Accelerator Report: Excellent performance at the LHC

The LHC has successfully reached its nominal Run 3 performance, marking an important milestone in the 2026 physics programme. The intensity ramp-up phase was completed at the end of March, with the machine routinely operating at 1.8×10¹¹ protons per bunch in each beam. Following this achievement, the LHC entered a period of stable physics production for about a week, during which the machine delivered performance that significantly exceeded expectations (see figure).

After this initial high-performance period, the LHC has now entered a dedicated three-week run with reduced pile-up conditions, which means a lower average number of collisions per bunch crossing (the so-called low-μ run). This special mode of operation is an integral part of the 2026 proton–proton physics programme and has been requested by the ATLAS and CMS collaborations to allow them to perform high-precision measurements under optimised experimental conditions.

In standard LHC operation, each bunch crossing typically results in around 64 simultaneous proton–proton interactions. By contrast, the number of interactions per crossing is significantly reduced during the low-μ run. These conditions provide a much cleaner experimental environment, allowing improved control of detector effects and a significant reduction of background noise. Owing to the reduced collision rate, this mode of operation involves particularly long fills lasting up to 50 consecutive hours.

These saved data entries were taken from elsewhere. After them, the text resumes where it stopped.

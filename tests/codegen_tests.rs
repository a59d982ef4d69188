use braq_compiler::driver::compile_source;

fn compile(source: &str) -> String {
    compile_source(source).expect("program should compile")
}

fn error_of(source: &str) -> String {
    compile_source(source)
        .expect_err("program should not compile")
        .to_string()
}

fn count_lines(listing: &str, needle: &str) -> usize {
    listing.lines().filter(|line| *line == needle).count()
}

#[test]
fn char_store_and_print() {
    let listing = compile(
        "[] [[[void] main [] [do [ [[char] x] ] [ [<- x 'b'] [print $x] [return] ] ] ]]",
    );
    let lines: Vec<&str> = listing.lines().collect();
    // the char literal lands in the frame byte-wide
    let mov = lines
        .iter()
        .position(|l| *l == "MOV R0,#98")
        .expect("char literal is materialized");
    assert_eq!(lines[mov + 1], "STRB R0,[SP+8]");
    assert_eq!(count_lines(&listing, "STRB R0,.WriteChar"), 1);
    assert_eq!(count_lines(&listing, "HALT"), 1);
    // the copy subroutine body appears exactly once
    assert_eq!(count_lines(&listing, "STRB R3,[R1]"), 1);
}

#[test]
fn struct_field_store_and_load() {
    let listing = compile(
        "[ [Pair [struct [ [[int] a] [[int] b] ]]] ] \
         [[[int] main [] [do [ [[Pair] p] ] [ [<- [. p a] 5] [return [$ [. p a]]] ]]]]",
    );
    // the value, then a direct store through the field pointer
    assert!(listing.contains("MOV R0,#5"));
    assert_eq!(count_lines(&listing, "STR R0,[R1]"), 1);
    // the variable's address is taken at its frame slot
    assert!(listing.contains("ADD R0,SP,#8"));
}

#[test]
fn additive_chain_folds_left() {
    let listing = compile("[] [[[int] main [] [return [+ 1 2 3]]]]");
    assert_eq!(count_lines(&listing, "ADD R0,R0,R1"), 2);
    assert!(listing.contains("MOV R0,#3"));
}

#[test]
fn while_loop_has_a_back_edge() {
    let listing = compile(
        "[] [[[void] main [] [do [ [[int] i] ] [ [<- i 0] \
         [while [< $i 3] [do [ [print $i] [<- i [+ $i 1]] ]]] [return] ]]]]",
    );
    let lines: Vec<&str> = listing.lines().collect();
    let back_edge = lines.iter().enumerate().any(|(i, line)| {
        line.strip_prefix("B label__")
            .map(|_| {
                let target = line.trim_start_matches("B ");
                let def = format!("{target}:");
                lines.iter().position(|l| *l == def.as_str()).map(|d| d < i)
            })
            .flatten()
            .unwrap_or(false)
    });
    assert!(back_edge, "a loop must branch backwards to its repeat label");
    assert!(listing.contains("STR R0,.WriteSignedNum"));
    assert!(lines.iter().any(|l| l.starts_with("BEQ label__")));
}

#[test]
fn call_advances_and_retracts_sp() {
    let listing = compile(
        "[] [[[int] double [[[int] x]] [return [+ $x $x]]] \
         [[int] main [] [return [double 7]]]]",
    );
    assert_eq!(count_lines(&listing, "ADD SP,SP,#8"), 1);
    assert_eq!(count_lines(&listing, "SUB SP,SP,#8"), 1);
    // the argument lands past the return slot and saved LR
    assert!(listing.contains("STR R0,[SP+16]"));
}

#[test]
fn string_literal_goes_to_the_data_stream() {
    let listing = compile("[] [[[void] main [] [do [ [print \"hi\"] [return] ]]]]");
    assert!(listing.contains(".ASCIZ \"hi\""));
    assert!(listing.contains("STR R0,.WriteString"));
    // data comes after the code, before the aligned stack label
    let asciz = listing.find(".ASCIZ").expect("data emitted");
    let halt = listing.find("HALT").expect("entry stub");
    let align = listing.find(".ALIGN 4").expect("stack alignment");
    assert!(halt < asciz && asciz < align);
}

#[test]
fn pointer_offset_scales_by_element_size() {
    let listing = compile(
        "[] [[[void] main [] [do [ [[int] x] ] [ [<- x 5] [@ x 2] [return] ]]]]",
    );
    assert!(listing.contains("ADD R0,R0,#4"));
}

#[test]
fn equality_of_structs_compares_bytes() {
    let listing = compile(
        "[ [Pair [struct [ [[int] a] [[int] b] ]]] ] \
         [[[int] main [] [do [ [[Pair] p] [[Pair] q] ] [ [return [== $p $q]] ]]]]",
    );
    // operand slots sit one aligned span apart
    assert!(listing.contains("LDRB R3,[R0+8]"));
    assert!(listing.contains("LDRB R1,[R0]"));
}

#[test]
fn size_of_forms() {
    let listing = compile(
        "[ [Pair [struct [ [[int] a] [[int] b] ]]] ] \
         [[[int] main [] [return [size_of [Pair]]]]]",
    );
    assert!(listing.contains("MOV R0,#8"));

    let listing = compile("[] [[[int] main [] [return [size_of_value [+ 1 2]]]]]");
    // the operand still runs, then its slot is overwritten with the size
    assert!(listing.contains("ADD R0,R0,R1"));
    assert!(listing.contains("MOV R0,#4"));
}

#[test]
fn short_circuit_forms() {
    let listing = compile("[] [[[int] main [] [return [&& 1 0]]]]");
    assert!(listing.lines().any(|l| l.starts_with("BEQ label__")));

    let listing = compile("[] [[[int] main [] [return [|| 0 1]]]]");
    assert!(listing.lines().any(|l| l.starts_with("BNE label__")));
}

#[test]
fn shift_forms() {
    let listing = compile("[] [[[int] main [] [return [<< 1 4]]]]");
    assert!(listing.contains("LSL R0,R0,R1"));

    let listing = compile("[] [[[int] main [] [return [>>> -8 1]]]]");
    assert!(listing.contains("LSR R0,R0,R1"));

    // arithmetic shift restores the sign bits after a logical shift
    let listing = compile("[] [[[int] main [] [return [>> -8 1]]]]");
    assert!(listing.contains("XOR R0,R0,R3"));
    assert!(listing.contains("SUB R0,R0,R3"));
}

#[test]
fn division_tracks_the_result_sign() {
    let listing = compile("[] [[[int] main [] [return [/ -7 2]]]]");
    assert!(listing.contains("XOR R3,R3,#1"));
    assert!(listing.contains("SUB R0,R0,R1"));
}

#[test]
fn cast_changes_only_the_type() {
    let listing = compile(
        "[] [[[void] main [] [do [ [[ptr char] s] ] [ [<- s [cast [ptr char] 0]] [return] ]]]]",
    );
    assert!(listing.contains("MOV R0,#0"));
}

#[test]
fn special_constant_words_are_int_pointers() {
    let listing = compile(
        "[] [[[void] main [] [do [ [<- .PixelScreen 7] [return] ]]]]",
    );
    assert!(listing.contains("MOV R0,#.PixelScreen"));
}

#[test]
fn missing_main_aborts() {
    assert!(compile_source("[] [[[void] main [] [return]]]").is_ok());
    let err = error_of("[] [[[void] other [] [return]]]");
    assert!(err.contains("no function named 'main'"), "{err}");
}

#[test]
fn type_errors_are_fatal() {
    let err = error_of("[] [[[void] main [] [do [ [? 1 2 'c'] [return] ]]]]");
    assert!(err.contains("branches of '?'"), "{err}");

    let err = error_of(
        "[] [[[void] main [] [do [ [[char] x] ] [ [<- x 5] [return] ]]]]",
    );
    assert!(err.contains("'<-' store"), "{err}");

    let err = error_of("[] [[[int] main [] [return]]]");
    assert!(err.contains("type mismatch in return"), "{err}");
}

#[test]
fn operand_shape_errors_are_fatal() {
    let err = error_of("[] [[[void] main [] [do [ [$ 5] [return] ]]]]");
    assert!(err.contains("must be a pointer"), "{err}");

    let err = error_of("[] [[[void] main [] [do [ [frobnicate 1] [return] ]]]]");
    assert!(err.contains("unknown operator or function"), "{err}");

    let err = error_of(
        "[ [Pair [struct [ [[int] a] [[int] b] ]]] ] \
         [[[void] main [] [do [ [[Pair] p] ] [ [print $p] [return] ]]]]",
    );
    assert!(err.contains("cannot print"), "{err}");
}

#[test]
fn call_arity_and_argument_types_are_checked() {
    let err = error_of(
        "[] [[[int] double [[[int] x]] [return [+ $x $x]]] \
         [[int] main [] [return [double 1 2]]]]",
    );
    assert!(err.contains("expects 1 operands, found 2"), "{err}");

    let err = error_of(
        "[] [[[int] double [[[int] x]] [return [+ $x $x]]] \
         [[int] main [] [return [double 'c']]]]",
    );
    assert!(err.contains("argument 'x' of 'double'"), "{err}");
}

#[test]
fn float_generation_is_rejected() {
    let err = error_of("[] [[[int] main [] [return 1.5]]]");
    assert!(err.contains("floating-point"), "{err}");
}
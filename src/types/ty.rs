use std::cell::{Ref, RefCell};
use std::fmt;
use std::rc::Rc;

use crate::ast::Element;

/// Round `n` up to the next multiple of the 4-byte target word. Frame
/// slots and struct field positions advance by this, raw sizes do not.
pub fn word_bytes(n: i32) -> i32 {
    (n + 3) / 4 * 4
}

/// A named slot with a byte offset. Used both for struct fields (offset
/// from the struct base) and for frame variables (offset from SP).
#[derive(Debug, Clone)]
pub struct Field {
    pub name: String,
    pub ty: Ty,
    pub position: i32,
}

#[derive(Debug, Clone)]
pub enum TyKind {
    Void,
    Int,
    Float,
    Char,
    Ptr(Ty),
    Array { item: Ty, count: i32 },
    Struct { fields: Vec<Field> },
    /// Placeholder for a pointer target that was not known when the
    /// pointer was constructed. Carries the raw type expression so the
    /// resolver can complete the graph once every declaration is in the
    /// table.
    UnresolvedPtr(Element),
}

#[derive(Debug)]
pub struct TyData {
    pub name: Option<String>,
    pub kind: TyKind,
}

/// Shared handle to a type.
///
/// Cloning the handle aliases the same type; [`Ty::deep_clone`] copies the
/// definition. A pointer target is rewritten through the handle exactly
/// once, by the resolver, and every alias observes the rewrite.
#[derive(Debug, Clone)]
pub struct Ty(Rc<RefCell<TyData>>);

impl Ty {
    pub fn new(kind: TyKind) -> Ty {
        Ty(Rc::new(RefCell::new(TyData { name: None, kind })))
    }

    pub fn named(name: &str, kind: TyKind) -> Ty {
        Ty(Rc::new(RefCell::new(TyData {
            name: Some(name.to_string()),
            kind,
        })))
    }

    pub fn data(&self) -> Ref<'_, TyData> {
        self.0.borrow()
    }

    pub fn name(&self) -> Option<String> {
        self.0.borrow().name.clone()
    }

    pub fn set_name(&self, name: &str) {
        self.0.borrow_mut().name = Some(name.to_string());
    }

    /// Stable address of the shared cell, for identity sets.
    pub fn addr(&self) -> usize {
        Rc::as_ptr(&self.0) as usize
    }

    pub fn is_int(&self) -> bool {
        matches!(self.data().kind, TyKind::Int)
    }

    pub fn is_char(&self) -> bool {
        matches!(self.data().kind, TyKind::Char)
    }

    pub fn is_void(&self) -> bool {
        matches!(self.data().kind, TyKind::Void)
    }

    pub fn is_ptr(&self) -> bool {
        matches!(self.data().kind, TyKind::Ptr(_))
    }

    /// The type expression saved in an unresolved pointer target.
    pub fn unresolved_expr(&self) -> Option<Element> {
        match &self.data().kind {
            TyKind::UnresolvedPtr(expr) => Some(expr.clone()),
            _ => None,
        }
    }

    /// The target of a pointer type.
    pub fn ptr_value(&self) -> Option<Ty> {
        match &self.data().kind {
            TyKind::Ptr(target) => Some(target.clone()),
            _ => None,
        }
    }

    /// Rewrite the pointer target in place. Every alias of this handle
    /// observes the new target.
    pub fn set_ptr_target(&self, target: Ty) {
        self.0.borrow_mut().kind = TyKind::Ptr(target);
    }

    /// Byte size of a value of this type. Pointers are one word no matter
    /// what they target, so recursion through them terminates.
    pub fn size(&self) -> i32 {
        match &self.data().kind {
            TyKind::Void => 0,
            TyKind::Int | TyKind::Float => 4,
            TyKind::Char => 1,
            TyKind::Ptr(_) => 4,
            TyKind::Array { item, count } => item.size() * count,
            TyKind::Struct { fields } => fields.iter().map(|f| f.ty.size()).sum(),
            TyKind::UnresolvedPtr(_) => 0,
        }
    }

    /// Type equivalence: handle identity, then shared non-empty name, then
    /// same variant with pairwise-equal contents. Struct field names and
    /// positions do not participate; an unresolved placeholder never
    /// compares equal. Recursive types always cut over to the name rule
    /// before the structural walk can loop.
    pub fn equals(&self, other: &Ty) -> bool {
        if Rc::ptr_eq(&self.0, &other.0) {
            return true;
        }
        {
            let (a, b) = (self.data(), other.data());
            if let (Some(na), Some(nb)) = (&a.name, &b.name) {
                if !na.is_empty() && na == nb {
                    return true;
                }
            }
        }
        let a = self.data();
        let b = other.data();
        match (&a.kind, &b.kind) {
            (TyKind::Void, TyKind::Void)
            | (TyKind::Int, TyKind::Int)
            | (TyKind::Float, TyKind::Float)
            | (TyKind::Char, TyKind::Char) => true,
            (TyKind::Ptr(x), TyKind::Ptr(y)) => x.equals(y),
            (
                TyKind::Array { item: x, count: n },
                TyKind::Array { item: y, count: m },
            ) => n == m && x.equals(y),
            (TyKind::Struct { fields: x }, TyKind::Struct { fields: y }) => {
                x.len() == y.len()
                    && x.iter().zip(y.iter()).all(|(fx, fy)| fx.ty.equals(&fy.ty))
            }
            _ => false,
        }
    }

    /// Copy the definition into a fresh cell so two declarations with
    /// identical bodies never alias. Only called while pointer targets are
    /// still placeholders, so the walk cannot loop.
    pub fn deep_clone(&self) -> Ty {
        let data = self.data();
        let kind = match &data.kind {
            TyKind::Void => TyKind::Void,
            TyKind::Int => TyKind::Int,
            TyKind::Float => TyKind::Float,
            TyKind::Char => TyKind::Char,
            TyKind::Ptr(target) => TyKind::Ptr(target.deep_clone()),
            TyKind::Array { item, count } => TyKind::Array {
                item: item.deep_clone(),
                count: *count,
            },
            TyKind::Struct { fields } => TyKind::Struct {
                fields: fields
                    .iter()
                    .map(|f| Field {
                        name: f.name.clone(),
                        ty: f.ty.deep_clone(),
                        position: f.position,
                    })
                    .collect(),
            },
            TyKind::UnresolvedPtr(expr) => TyKind::UnresolvedPtr(expr.clone()),
        };
        Ty(Rc::new(RefCell::new(TyData {
            name: data.name.clone(),
            kind,
        })))
    }
}

impl fmt::Display for Ty {
    fn fmt(&self, f: &mut fmt::Formatter<'_>) -> fmt::Result {
        let data = self.data();
        if let Some(name) = &data.name {
            if !name.is_empty() {
                return write!(f, "{name}");
            }
        }
        match &data.kind {
            TyKind::Void => write!(f, "void"),
            TyKind::Int => write!(f, "int"),
            TyKind::Float => write!(f, "float"),
            TyKind::Char => write!(f, "char"),
            TyKind::Ptr(target) => write!(f, "ptr {target}"),
            TyKind::Array { item, count } => write!(f, "array {item} {count}"),
            TyKind::Struct { fields } => write!(f, "struct({} fields)", fields.len()),
            TyKind::UnresolvedPtr(_) => write!(f, "ptr ?"),
        }
    }
}

#[cfg(test)]
mod tests {
    use pretty_assertions::assert_eq;

    use super::*;

    #[test]
    fn word_bytes_rounds_up() {
        assert_eq!(word_bytes(0), 0);
        assert_eq!(word_bytes(1), 4);
        assert_eq!(word_bytes(4), 4);
        assert_eq!(word_bytes(5), 8);
        assert_eq!(word_bytes(9), 12);
    }

    #[test]
    fn sizes() {
        let int = Ty::new(TyKind::Int);
        let ch = Ty::new(TyKind::Char);
        assert_eq!(int.size(), 4);
        assert_eq!(ch.size(), 1);
        assert_eq!(Ty::new(TyKind::Ptr(ch.clone())).size(), 4);
        let arr = Ty::new(TyKind::Array {
            item: ch.clone(),
            count: 6,
        });
        assert_eq!(arr.size(), 6);
        // struct size is the raw sum of field sizes, positions are padded
        let st = Ty::new(TyKind::Struct {
            fields: vec![
                Field {
                    name: "a".into(),
                    ty: ch,
                    position: 0,
                },
                Field {
                    name: "b".into(),
                    ty: int,
                    position: 4,
                },
            ],
        });
        assert_eq!(st.size(), 5);
    }

    #[test]
    fn equality_by_name_and_structure() {
        let a = Ty::named("Node", TyKind::Int);
        let b = Ty::named("Node", TyKind::Char);
        assert!(a.equals(&b)); // same non-empty name wins

        let x = Ty::new(TyKind::Ptr(Ty::new(TyKind::Int)));
        let y = Ty::new(TyKind::Ptr(Ty::new(TyKind::Int)));
        assert!(x.equals(&y));

        let z = Ty::new(TyKind::Ptr(Ty::new(TyKind::Char)));
        assert!(!x.equals(&z));
    }

    #[test]
    fn unresolved_never_equal() {
        let expr = crate::ast::Element::Word("T".into());
        let a = Ty::new(TyKind::UnresolvedPtr(expr.clone()));
        let b = Ty::new(TyKind::UnresolvedPtr(expr));
        assert!(!a.equals(&b));
    }

    #[test]
    fn deep_clone_does_not_alias() {
        let a = Ty::named("int", TyKind::Int);
        let b = a.deep_clone();
        b.set_name("MyInt");
        assert_eq!(a.name().as_deref(), Some("int"));
        assert!(a.equals(&b)); // still structurally equal
    }
}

This dedicated data-taking period is primarily motivated by the goal of high-precision measurement of the W boson mass. Achieving the target level of precision requires excellent control of the collision reconstruction, in particular for the hadronic recoil and the missing transverse energy, both of which are significantly improved in low-pile-up conditions. More broadly, the low-μ dataset will also enable a wide range of precision measurements, including studies of electroweak, heavy-flavour and diffractive physics.

A dedicated Van der Meer (VdM) run to provide data for absolute luminosity calibration was initially scheduled to take place during this period. The VdM method consists of transversely sweeping the two beams across each other while measuring the collision rate as a function of their relative displacement. This allows a precise determination of the absolute luminosity scale, ensuring that all subsequent measurements can be normalised with high accuracy.

Such calibration runs require specially prepared beams, with well-defined transverse profiles and controlled intensities. Producing these beams involves a dedicated scheme across the entire injector chain. In the PS Booster, this includes techniques such as controlled tune settings, multiple scattering on the stripping foil and adjustments of the injection trajectory. The beam is then transferred to the PS, where injection oscillations must be carefully minimised. Finally, in the SPS, a dedicated manipulation known as “shaving” is applied to shape the beam distribution before injection into the LHC. These preparatory steps typically require several days of dedicated beam time ahead of the calibration run itself.

However, an unforeseen issue in the LHC cryogenic infrastructure has required a short interruption of operations. One of the warm screw compressors in the station at Point 18, which had already shown elevated vibration levels in recent weeks, exhibited signs of rapidly evolving bearing degradation. In the last few days, the vibration levels increased further and became less stable, indicating a growing risk of significant damage.

To mitigate this risk and protect the integrity of the compressor station, it was decided to bring forward the replacement of the unit, which had originally been planned for the technical stop in May. This intervention was performed early this week, resulting in a three-day stop of the LHC.

Meanwhile, in the injector chain, the availability of the PS was impacted by a major fault affecting the main power supply (POPS). The issue, involving communication and controller failures, required significant intervention by the power converters team. Operation was restored after component replacement and diagnostics. While the root cause is still under investigation, the event highlights the ageing of critical components and the importance of the planned POPS+ upgrade during LS3.

Despite these interruptions, the overall performance of the accelerator complex remains excellent. With nominal intensity reached and dedicated physics runs under way, the 2026 LHC programme is now fully in motion, with further key milestones expected in the coming weeks.